** Your task **
Every line of the records that holds the word "button" should be copied.

** Study material **

#[cfg(test)]
mod tests {
    use super::*;

    fn args(extra: &[&str]) -> MapArgs {
        let mut argv = vec!["atlas-mapper", "map", "in", "out", "--width", "256", "--height", "128"];
        argv.extend_from_slice(extra);
        match Cli::parse_from(argv).command {
            Commands::Map(a) => a,
            Commands::Build(_) => unreachable!(),
        }
    }

    #[test]
    fn flags_build_the_template_and_mapper_config() {
        let s = settings_from_args(&args(&[
            "--padding",
            "2",
            "--sizing",
            "sqpow2",
            "--strategy",
            "skyline",
            "--heuristic",
            "bl",
            "--no-rotation",
        ]))
        .unwrap();
        assert_eq!((s.template.width, s.template.height, s.template.padding), (256, 128, 2));
        assert_eq!(s.mapper.sizing, SizingPolicy::SqPow2);
        assert_eq!(s.mapper.strategy.family, AlgorithmFamily::Skyline);
        assert_eq!(s.mapper.strategy.skyline_heuristic, SkylineHeuristic::BottomLeft);
        assert!(!s.mapper.strategy.allow_rotation);
    }

    #[test]
    fn unknown_names_are_rejected() {
        assert!(settings_from_args(&args(&["--sizing", "huge"])).is_err());
        assert!(settings_from_args(&args(&["--heuristic", "bogus"])).is_err());
        assert!(settings_from_args(&args(&["--pixel-format", "bgr565"])).is_err());
    }

    #[test]
    fn yaml_overrides_flags() {
        let mut s = settings_from_args(&args(&[])).unwrap();
        let y: YamlConfig =
            serde_yaml::from_str("width: 64\nsizing: constant\nstrategy: guillotine\ng_split: las\ndir_naming: true\n")
                .unwrap();
        y.apply(&mut s).unwrap();
        assert_eq!(s.template.width, 64);
        assert_eq!(s.template.height, 128);
        assert!(s.dir_naming);
        assert_eq!(s.mapper.sizing, SizingPolicy::Constant);
        assert_eq!(s.mapper.strategy.family, AlgorithmFamily::Guillotine);
        assert_eq!(s.mapper.strategy.g_split, GuillotineSplit::SplitLongerAxis);
    }

    #[test]
    fn keys_are_relative_with_forward_slashes() {
        let root = Path::new("assets");
        let key = key_of(root, &root.join("ui").join("button.png")).unwrap();
        assert_eq!(key, "ui/button.png");
        assert!(key_of(root, Path::new("elsewhere/x.png")).is_err());
    }

    #[test]
    fn globs_filter_keys() {
        let inc = build_globs(&["**/*.png".to_string()]).unwrap();
        let exc = build_globs(&["hud/**".to_string()]).unwrap();
        assert!(!should_skip("ui/a.png", inc.as_ref(), exc.as_ref()));
        assert!(should_skip("hud/a.png", inc.as_ref(), exc.as_ref()));
        assert!(should_skip("ui/a.jpg", inc.as_ref(), exc.as_ref()));
    }
}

** Finished exercise **
        let key = key_of(root, &root.join("ui").join("button.png")).unwrap();
        assert_eq!(key, "ui/button.png");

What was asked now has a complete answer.